## GOAL OF THE EXERCISE
Reproduce the entries below in full, word for word.
THE DATA Start Marker
use card_shoe::{Card, Rank};

/// Point value of a rank: ace is 1, tens and faces are 0.
pub fn card_value(rank: Rank) -> u8 {
    match rank {
        Rank::Ace => 1,
        Rank::Ten | Rank::Jack | Rank::Queen | Rank::King => 0,
        other => other.pip(),
    }
}

/// Units digit of the summed card values.
pub fn hand_total(cards: &[Card]) -> u8 {
    let sum: u32 = cards.iter().map(|c| card_value(c.rank) as u32).sum();
    (sum % 10) as u8
}

/// 8 or 9 on the first two cards.
pub fn is_natural(total: u8) -> bool {
    matches!(total, 8 | 9)
}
THE DATA End Marker
## TASK ANSWER
use card_shoe::{Card, Rank};

/// Point value of a rank: ace is 1, tens and faces are 0.
pub fn card_value(rank: Rank) -> u8 {
    match rank {
        Rank::Ace => 1,
        Rank::Ten | Rank::Jack | Rank::Queen | Rank::King => 0,
        other => other.pip(),
    }
}

/// Units digit of the summed card values.
pub fn hand_total(cards: &[Card]) -> u8 {
    let sum: u32 = cards.iter().map(|c| card_value(c.rank) as u32).sum();
    (sum % 10) as u8
}

/// 8 or 9 on the first two cards.
pub fn is_natural(total: u8) -> bool {
    matches!(total, 8 | 9)
}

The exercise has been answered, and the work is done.